FIRMAS Salvador García

Tinta que se seca, papel que se arruga un poco más. Por Salvador García Llanos

Estamos en pleno debate y en las primeras experiencias sobre el cambio de modelo de negocio en el mundo del periodismo. Las empresas lo han entendido: saben que aferrarse a los esquemas convencionales es de muy poca utilidad mientras la era digital sigue abriendo innumerables opciones y los hábitos de los usuarios y consumidores de información van cambiando a ritmo casi de vértigo. El que no lo sigue, se queda descolgado desde luego.

“Hoy en día las prensas se han detenido, la tinta se seca y el papel se arruga un poco más”, podía leerse en el último editorial de la edición impresa de la prestigiosa cabecera británica The Independent, fundado en 1986 y con una tirada de doscientos cincuenta mil ejemplares allá por 2004.

Una nueva etapa, con más exigencias si cabe, y con más desafíos profesionales.  “Un gran honor haber tenido su compañía a lo largo del camino… Pero  a medida que un capítulo se cierra, otro se abre y el espíritu [del periódico] florecerá todavía”, escribía el editorialista saludando a la nueva era.

Curioso que ello coincida con la publicación de un estudio elaborado por otro rotativo del Reino Unido, The Guardian, para analizar el comportamiento de los lectores de diarios (‘on line’ y ‘offline’) y del que se concluye que la prensa se ha convertido en el medio menos popular utilizado por la ciudadanía británica para estar lo que se dice puntualmente informada. El estudio, homologado por Ofcom (la oficina de comunicaciones, el regulador británico de la difusión y de la industria de las telecomunicaciones), refleja que un 31% de la población lee un periódico impreso para mantenerse informado, un porcentaje llamativo si se tiene en cuenta que en un estudio similar, confeccionado el año pasado, el 41% respondió exactamente lo mismo.

La caída se traduce en un retroceso de los periódicos como soporte informativo de referencia hasta situarse por debajo de la radio (32%), de Internet (41%) y de la televisión (67%). Son relevantes, en este mismo capítulo, dos resultados: la caída de  la televisión (en 2015, alcanzó el 75%) y el descenso de la popularidad de la radio, al pasar del 36 al 32%.
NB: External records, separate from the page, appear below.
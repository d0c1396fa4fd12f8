//! docmap CLI - document outline and mind-map extraction tool

use std::fs;
use std::path::{Path, PathBuf};

use clap::{Parser, Subcommand};
use colored::Colorize;
use indicatif::{ProgressBar, ProgressStyle};

use docmap::{
    Analyzer, ApiResponse, DocumentInput, JsonFormat, UploadedDocument, ValidationPolicy,
};

#[derive(Parser)]
#[command(name = "docmap")]
#[command(version)]
#[command(about = "Extract document text, infer outlines, and emit mind-map JSON", long_about = None)]
struct Cli {
    /// Also check the %PDF- magic bytes before extracting
    #[arg(long, global = true)]
    strict: bool,

    #[command(subcommand)]
    command: Commands,
}

#[derive(Subcommand)]
enum Commands {
    /// Extract text and metadata from a PDF
    Extract {
        /// Input PDF file
        #[arg(value_name = "FILE")]
        input: PathBuf,

        /// Output file (stdout if not specified)
        #[arg(short, long, value_name = "FILE")]
        output: Option<PathBuf>,

        /// Emit the extraction result as JSON instead of raw text
        #[arg(long)]
        json: bool,

        /// Print only the first 1000 characters of the text
        #[arg(long)]
        preview: bool,

        /// Output compact JSON
        #[arg(long)]
        compact: bool,
    },

    /// Infer a leveled outline from a PDF or raw text file
    Outline {
        /// Input file
        #[arg(value_name = "FILE")]
        input: PathBuf,

        /// Treat the input as plain text even if it ends in .pdf
        #[arg(long)]
        raw: bool,

        /// Output file (stdout if not specified)
        #[arg(short, long, value_name = "FILE")]
        output: Option<PathBuf>,

        /// Output compact JSON
        #[arg(long)]
        compact: bool,
    },

    /// Build a positioned mind map from a PDF or raw text file
    Map {
        /// Input file
        #[arg(value_name = "FILE")]
        input: PathBuf,

        /// Treat the input as plain text even if it ends in .pdf
        #[arg(long)]
        raw: bool,

        /// Seed for leaf placement, for a reproducible layout
        #[arg(long)]
        seed: Option<u64>,

        /// Output file (stdout if not specified)
        #[arg(short, long, value_name = "FILE")]
        output: Option<PathBuf>,

        /// Output compact JSON
        #[arg(long)]
        compact: bool,
    },

    /// Show validation and metadata summary
    Info {
        /// Input PDF file
        #[arg(value_name = "FILE")]
        input: PathBuf,
    },

    /// Show version information
    Version,
}

#[tokio::main]
async fn main() {
    env_logger::init();

    let cli = Cli::parse();
    let policy = if cli.strict {
        ValidationPolicy::TypeSizeAndSignature
    } else {
        ValidationPolicy::TypeAndSize
    };

    let result = match cli.command {
        Commands::Extract {
            input,
            output,
            json,
            preview,
            compact,
        } => cmd_extract(&input, output.as_deref(), json, preview, compact, policy).await,
        Commands::Outline {
            input,
            raw,
            output,
            compact,
        } => cmd_outline(&input, raw, output.as_deref(), compact, policy).await,
        Commands::Map {
            input,
            raw,
            seed,
            output,
            compact,
        } => cmd_map(&input, raw, seed, output.as_deref(), compact, policy).await,
        Commands::Info { input } => cmd_info(&input, policy).await,
        Commands::Version => {
            cmd_version();
            Ok(())
        }
    };

    if let Err(e) = result {
        eprintln!("{}: {}", "Error".red().bold(), e);
        std::process::exit(1);
    }
}

/// Read a file into an upload, deriving the declared type from its extension.
fn load_upload(input: &Path) -> Result<UploadedDocument, Box<dyn std::error::Error>> {
    let bytes = fs::read(input)?;
    let filename = input
        .file_name()
        .map(|n| n.to_string_lossy().to_string())
        .unwrap_or_default();
    let media_type = if is_pdf_path(input) {
        "application/pdf"
    } else {
        "application/octet-stream"
    };
    log::debug!("loaded {} bytes from {}", bytes.len(), input.display());
    Ok(UploadedDocument::new(bytes, media_type, filename))
}

fn is_pdf_path(input: &Path) -> bool {
    input
        .extension()
        .map(|ext| ext.to_string_lossy().eq_ignore_ascii_case("pdf"))
        .unwrap_or(false)
}

/// Load either input kind: PDF files become uploads, anything else (or
/// `--raw`) is read as plain text.
fn load_input(input: &Path, raw: bool) -> Result<DocumentInput, Box<dyn std::error::Error>> {
    if raw || !is_pdf_path(input) {
        Ok(DocumentInput::Text(fs::read_to_string(input)?))
    } else {
        Ok(DocumentInput::File(load_upload(input)?))
    }
}

fn json_format(compact: bool) -> JsonFormat {
    if compact {
        JsonFormat::Compact
    } else {
        JsonFormat::Pretty
    }
}

fn write_output(content: &str, output: Option<&Path>) -> Result<(), Box<dyn std::error::Error>> {
    if let Some(path) = output {
        fs::write(path, content)?;
        println!("{} {}", "Saved to".green(), path.display());
    } else {
        println!("{}", content);
    }
    Ok(())
}

fn extraction_spinner() -> ProgressBar {
    let pb = ProgressBar::new_spinner();
    pb.set_style(
        ProgressStyle::default_spinner()
            .template("{spinner:.green} {msg}")
            .unwrap(),
    );
    pb.set_message("Extracting text...");
    pb
}

async fn cmd_extract(
    input: &Path,
    output: Option<&Path>,
    json: bool,
    preview: bool,
    compact: bool,
    policy: ValidationPolicy,
) -> Result<(), Box<dyn std::error::Error>> {
    let analyzer = Analyzer::new().with_policy(policy);
    let upload = load_upload(input)?;

    let pb = extraction_spinner();
    let ingested = analyzer.ingest(Some(upload)).await?;
    pb.finish_and_clear();

    if json {
        let response = ApiResponse::success(&ingested.extraction)?;
        return write_output(&response.to_json(json_format(compact))?, output);
    }

    let text = if preview {
        ingested.extraction.preview()
    } else {
        ingested.extraction.text.clone()
    };
    write_output(&text, output)
}

async fn cmd_outline(
    input: &Path,
    raw: bool,
    output: Option<&Path>,
    compact: bool,
    policy: ValidationPolicy,
) -> Result<(), Box<dyn std::error::Error>> {
    let analyzer = Analyzer::new().with_policy(policy);
    let outline = analyzer.outline(load_input(input, raw)?).await?;

    let response = ApiResponse::success(&outline)?;
    write_output(&response.to_json(json_format(compact))?, output)
}

async fn cmd_map(
    input: &Path,
    raw: bool,
    seed: Option<u64>,
    output: Option<&Path>,
    compact: bool,
    policy: ValidationPolicy,
) -> Result<(), Box<dyn std::error::Error>> {
    let mut analyzer = Analyzer::new().with_policy(policy);
    if let Some(seed) = seed {
        analyzer = analyzer.with_seed(seed);
    }

    let outline = analyzer.outline(load_input(input, raw)?).await?;
    let map = analyzer.build_map(&outline);

    let response = ApiResponse::success(&map)?;
    write_output(&response.to_json(json_format(compact))?, output)
}

async fn cmd_info(input: &Path, policy: ValidationPolicy) -> Result<(), Box<dyn std::error::Error>> {
    let analyzer = Analyzer::new().with_policy(policy);
    let ingested = analyzer.ingest(Some(load_upload(input)?)).await?;
    let extraction = &ingested.extraction;

    println!("{}", "Document Information".cyan().bold());
    println!("{}", "─".repeat(40).dimmed());

    println!("{}: {}", "File".bold(), input.display());
    println!("{}: {}", "Title".bold(), extraction.title);
    println!("{}: {}", "Author".bold(), extraction.author);
    if let Some(created) = extraction.creation_date {
        println!("{}: {}", "Created".bold(), created.to_rfc3339());
    }
    println!("{}: {}", "Pages".bold(), extraction.page_count);
    println!("{}: {}", "Words".bold(), extraction.word_count);
    println!("{}: {}", "Outline lines".bold(), ingested.outline.len());
    if let Some(min) = ingested.outline.min_level() {
        println!(
            "{}: {} at level {}",
            "Main topics".bold(),
            ingested.outline.main_topics().len(),
            min
        );
    }

    Ok(())
}

fn cmd_version() {
    println!("docmap {}", env!("CARGO_PKG_VERSION"));
}
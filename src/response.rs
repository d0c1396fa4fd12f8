//! Outward-facing response assembly.
//!
//! A single logical operation either fully succeeds or reports exactly one
//! top-level error; partial successes are never mixed with an error field.

use serde::Serialize;
use serde_json::{json, Value};

use crate::error::{Error, Result};

/// JSON output format.
#[derive(Debug, Clone, Copy, PartialEq, Eq, Default)]
pub enum JsonFormat {
    /// Pretty-printed JSON with indentation
    #[default]
    Pretty,
    /// Compact JSON without extra whitespace
    Compact,
}

/// An assembled response: JSON body plus HTTP-equivalent status code.
#[derive(Debug, Clone, PartialEq)]
pub struct ApiResponse {
    /// HTTP-equivalent status code.
    pub status: u16,
    /// Response body.
    pub body: Value,
}

impl ApiResponse {
    /// Wrap a success payload as `{ "success": true, ...payload }`.
    ///
    /// The payload must serialize to a JSON object so the success flag has
    /// somewhere to live.
    pub fn success<T: Serialize>(payload: &T) -> Result<ApiResponse> {
        let mut body = serde_json::to_value(payload)
            .map_err(|e| Error::Render(format!("JSON serialization error: {}", e)))?;

        match body.as_object_mut() {
            Some(object) => {
                object.insert("success".to_string(), Value::Bool(true));
            }
            None => {
                return Err(Error::Render(
                    "success payload must serialize to a JSON object".to_string(),
                ))
            }
        }

        Ok(ApiResponse { status: 200, body })
    }

    /// Wrap an error as `{ "error": ..., "details"? }` with its status.
    ///
    /// The extractor's or model's diagnostic lands in `details`; raw error
    /// objects never cross this boundary.
    pub fn failure(err: &Error) -> ApiResponse {
        let (message, details) = outward_parts(err);
        let mut body = json!({ "error": message });
        if let Some(details) = details {
            body["details"] = Value::String(details);
        }
        ApiResponse {
            status: err.status_code(),
            body,
        }
    }

    /// Assemble from an operation result. Render failures inside the
    /// success path degrade to a 500-class error response, so this never
    /// fails.
    pub fn from_result<T: Serialize>(result: &Result<T>) -> ApiResponse {
        match result {
            Ok(payload) => match Self::success(payload) {
                Ok(response) => response,
                Err(err) => Self::failure(&err),
            },
            Err(err) => Self::failure(err),
        }
    }

    /// Whether this is a success response.
    pub fn is_success(&self) -> bool {
        self.status == 200
    }

    /// Serialize the body.
    pub fn to_json(&self, format: JsonFormat) -> Result<String> {
        let result = match format {
            JsonFormat::Pretty => serde_json::to_string_pretty(&self.body),
            JsonFormat::Compact => serde_json::to_string(&self.body),
        };
        result.map_err(|e| Error::Render(format!("JSON serialization error: {}", e)))
    }
}

/// Split an error into the outward message and optional diagnostic detail.
fn outward_parts(err: &Error) -> (String, Option<String>) {
    match err {
        Error::ExtractionFailed(detail) => {
            ("Text extraction failed".to_string(), Some(detail.clone()))
        }
        Error::ModelCallFailed(detail) => ("Model call failed".to_string(), Some(detail.clone())),
        other => (other.to_string(), None),
    }
}
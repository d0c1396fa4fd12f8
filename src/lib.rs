//! # docmap
//!
//! Document ingestion and structure analysis for Rust.
//!
//! This library validates uploaded documents, extracts their text, infers a
//! leveled outline from line markers and indentation, and builds a laid-out
//! mind-map graph for presentation.
//!
//! ## Quick Start
//!
//! ```
//! use docmap::pipeline::Analyzer;
//!
//! fn main() -> docmap::Result<()> {
//!     let analyzer = Analyzer::new().with_seed(7);
//!     let outline = analyzer.outline_text("Topic\n1. Sub A\n- detail")?;
//!     let map = analyzer.build_map(&outline);
//!     println!("{} nodes, {} links", map.nodes.len(), map.links.len());
//!     Ok(())
//! }
//! ```
//!
//! ## Pipeline
//!
//! Upload Validator → Text Extractor → Hierarchy Segmenter → Structure
//! Builder → Response Assembler. Text-only input skips the first two stages
//! and enters at the segmenter. Every entity is created fresh per call and
//! discarded afterwards; nothing is shared across concurrent calls.
//!
//! ## Features
//!
//! - **Upload validation**: media type, size ceiling, optional `%PDF-`
//!   magic-byte check, selected by policy
//! - **Pluggable extraction**: `lopdf`-backed default behind an async trait
//! - **Marker-aware outlining**: numbered, bullet, roman, and lettered list
//!   detection with an indentation fallback
//! - **Mind-map layout**: central/ring/leaf placement with seedable
//!   randomness
//! - **Model enrichment**: opaque generative-model port with explicit,
//!   marked fallback

pub mod error;
pub mod extract;
pub mod generate;
pub mod graph;
pub mod outline;
pub mod pipeline;
pub mod response;
pub mod validate;

// Re-export commonly used types
pub use error::{Error, Result};
pub use extract::{
    count_words, preview, DocumentInfo, ExtractionResult, PdfTextExtractor, RawExtraction,
    TextExtractor, PREVIEW_CHARS,
};
pub use generate::{MapAnalysis, TextGenerator};
pub use graph::{
    assign_positions, LayoutOptions, MapLink, MapNode, MindMap, NodeKind, Point,
};
pub use outline::{Outline, OutlineLine, Segmenter};
pub use pipeline::{Analyzer, DocumentInput, IngestOutput};
pub use response::{ApiResponse, JsonFormat};
pub use validate::{
    is_pdf_bytes, UploadedDocument, ValidationPolicy, MAX_UPLOAD_BYTES, PDF_MEDIA_TYPE,
};

/// Segment raw text into a leveled outline.
///
/// # Example
///
/// ```
/// let outline = docmap::outline_text("Topic\n- detail").unwrap();
/// assert_eq!(outline.lines[1].level, 1);
/// ```
pub fn outline_text(text: &str) -> Result<Outline> {
    Analyzer::new().outline_text(text)
}

/// Build a positioned heuristic mind map from raw text.
///
/// Leaf angles come from a thread RNG; use [`Analyzer::with_seed`] for a
/// reproducible layout.
///
/// # Example
///
/// ```
/// let map = docmap::map_text("Topic\n  sub\n    detail").unwrap();
/// assert_eq!(map.nodes.len(), 3);
/// ```
pub fn map_text(text: &str) -> Result<MindMap> {
    let analyzer = Analyzer::new();
    let outline = analyzer.outline_text(text)?;
    Ok(analyzer.build_map(&outline))
}

/// Validate, extract, and outline PDF bytes with the default backend.
///
/// # Example
///
/// ```no_run
/// # async fn run() -> docmap::Result<()> {
/// let bytes = std::fs::read("notes.pdf")?;
/// let upload = docmap::UploadedDocument::new(bytes, "application/pdf", "notes.pdf");
/// let output = docmap::ingest(upload).await?;
/// println!("{} words", output.extraction.word_count);
/// # Ok(())
/// # }
/// ```
pub async fn ingest(upload: UploadedDocument) -> Result<IngestOutput> {
    Analyzer::new().ingest(Some(upload)).await
}

#[cfg(test)]
mod tests {
    use super::*;

    #[test]
    fn test_outline_text_convenience() {
        let outline = outline_text("Topic\n1. Sub A").unwrap();
        assert_eq!(outline.len(), 2);
    }

    #[test]
    fn test_outline_text_rejects_empty() {
        assert!(matches!(
            outline_text("   "),
            Err(Error::NoContentProvided)
        ));
    }

    #[test]
    fn test_map_text_convenience() {
        let map = map_text("Topic\n  one\n  two").unwrap();
        assert_eq!(map.nodes.len(), 3);
        assert_eq!(map.links.len(), 2);
        // Layout ran: main and subs are positioned.
        assert!(map.nodes.iter().all(|n| n.position.is_some()));
    }
}
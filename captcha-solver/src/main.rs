use tracing_subscriber::{layer::SubscriberExt, util::SubscriberInitExt};

use captcha_solver::api::{create_router, AppState};
use captcha_solver::config::Config;
use captcha_solver::ocr::OcrProvider;
use captcha_solver::server;

#[tokio::main]
async fn main() -> anyhow::Result<()> {
    dotenvy::dotenv().ok();

    tracing_subscriber::registry()
        .with(
            tracing_subscriber::EnvFilter::try_from_default_env()
                .unwrap_or_else(|_| "captcha_solver=info,tower_http=debug".into()),
        )
        .with(tracing_subscriber::fmt::layer())
        .init();

    let config = Config::from_env();

    tracing::info!(
        "Initializing OCR provider: tesseract ({})...",
        config.ocr.languages
    );
    let ocr = OcrProvider::new(&config.ocr);
    if !ocr.is_available() {
        tracing::warn!("OCR unavailable - /solve will answer 503 until Tesseract is installed");
    }
    if config.ocr.preprocess {
        tracing::info!(
            max_dimension = config.ocr.max_image_dimension,
            "Image preprocessing enabled"
        );
    }

    let state = AppState::new(config.clone(), ocr);
    let app = create_router(state);

    let listener = server::bind(&config.server).await?;

    let addr = config.listen_addr();
    tracing::info!("Captcha solver server started at {}", config.server.port);
    tracing::info!("  Solve:        POST http://{}/solve", addr);
    tracing::info!("  Health check: http://{}/health", addr);
    tracing::info!("  API docs:     http://{}/docs", addr);

    server::serve(listener, app, server::shutdown_signal()).await?;

    tracing::info!("Goodbye!");
    Ok(())
}
// Common test utilities for integration tests
#![allow(dead_code)]

use std::fs;
use std::io::Cursor;
use std::path::{Path, PathBuf};
use std::sync::Once;

use axum::body::Body;
use axum::http::Request;
use axum::response::Response;
use base64::{engine::general_purpose::STANDARD, Engine};
use image::{DynamicImage, ImageFormat};

use captcha_solver::api::{create_router, AppState};
use captcha_solver::config::{Config, OcrConfig, ServerConfig};

static INIT: Once = Once::new();

/// Initialize tracing subscriber once for tests
pub fn init_test_logger() {
    INIT.call_once(|| {
        let _ = tracing_subscriber::fmt()
            .with_env_filter(tracing_subscriber::EnvFilter::from_default_env())
            .with_test_writer()
            .try_init();
    });
}

/// Get the path to a fixture file
pub fn fixture_path(name: &str) -> PathBuf {
    Path::new(env!("CARGO_MANIFEST_DIR"))
        .join("tests")
        .join("fixtures")
        .join(name)
}

/// Load a fixture file as bytes
pub fn load_fixture(name: &str) -> Vec<u8> {
    let path = fixture_path(name);
    fs::read(&path).unwrap_or_else(|e| panic!("Failed to load fixture '{name}': {e}"))
}

pub fn test_config() -> Config {
    Config {
        server: ServerConfig {
            host: "127.0.0.1".to_string(),
            ..ServerConfig::default()
        },
        ocr: OcrConfig::default(),
    }
}

pub fn test_state(config: Config) -> AppState {
    init_test_logger();
    AppState::from_config(config)
}

pub fn test_app() -> (axum::Router, bool) {
    let state = test_state(test_config());
    let available = state.solver.ocr().is_available();
    (create_router(state), available)
}

/// Encode a blank image of the given size and format.
pub fn blank_image(width: u32, height: u32, format: ImageFormat) -> Vec<u8> {
    let img = DynamicImage::new_rgb8(width, height);
    let mut output = Vec::new();
    img.write_to(&mut Cursor::new(&mut output), format)
        .expect("Failed to encode test image");
    output
}

pub fn blank_png_base64(width: u32, height: u32) -> String {
    STANDARD.encode(blank_image(width, height, ImageFormat::Png))
}

pub fn post_json(uri: &str, body: impl Into<String>) -> Request<Body> {
    Request::builder()
        .method("POST")
        .uri(uri)
        .header("content-type", "application/json")
        .body(Body::from(body.into()))
        .unwrap()
}

pub async fn body_json(response: Response) -> serde_json::Value {
    let bytes = axum::body::to_bytes(response.into_body(), usize::MAX)
        .await
        .unwrap();
    serde_json::from_slice(&bytes).unwrap()
}

pub fn assert_json_content_type(response: &Response) {
    let content_type = response
        .headers()
        .get("content-type")
        .and_then(|v| v.to_str().ok())
        .unwrap_or_default();
    assert!(
        content_type.starts_with("application/json"),
        "expected JSON response, got content-type {content_type:?}"
    );
}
Todas estas tendencias seguro que están influyendo en los criterios para revisar el modelo de negocio y acelerando la toma de decisiones, no digamos si se trata de frenar alguna sucesión de pérdidas en los balances anuales. El estudio de The Guardian, en efecto, consigna el aumento de la popularidad de las fuentes digitales para sustanciar las noticias, especialmente entre los datos demográfico más jóvenes. Por ejemplo: alrededor de la mitad de las personas comprendidas entre los 16 y 24 años de edad utiliza la televisión para ver o revisar noticias. Sin embargo, hasta un 59% de usuarios en ese mismo segmento de edad prefiere la web para leer noticias.

En lo que concierne a medios concretos preferidos, la fuente de noticias superior, en términos de alcance, es la BBC: el 48% de los encuestados respondió que acudía a este medio para estar informado. El porcentaje, no obstante, se ha reducido; en 2014, era un 53% el que acudía a la citada cabecera. La cadena ITV se sitúa en el segundo lugar, con un 27% de seguidores fieles.

Finalmente, el sitio web de la BBC (o su aplicación) se constituye en la tercera fuente de noticias más utilizada, con un 23%; en tanto que Facebook, con Sky News, con un 12% es la quinta fuente más popular.

Lo dicho: tendencias y preferencias de usuarios y consumidores de información que son, en sí mismas, pautas para contrastar cómo evoluciona el modelo de negocio. Es verdad: la tinta se seca y el papel se arruga un poco más. Habrá que tenerlo presente.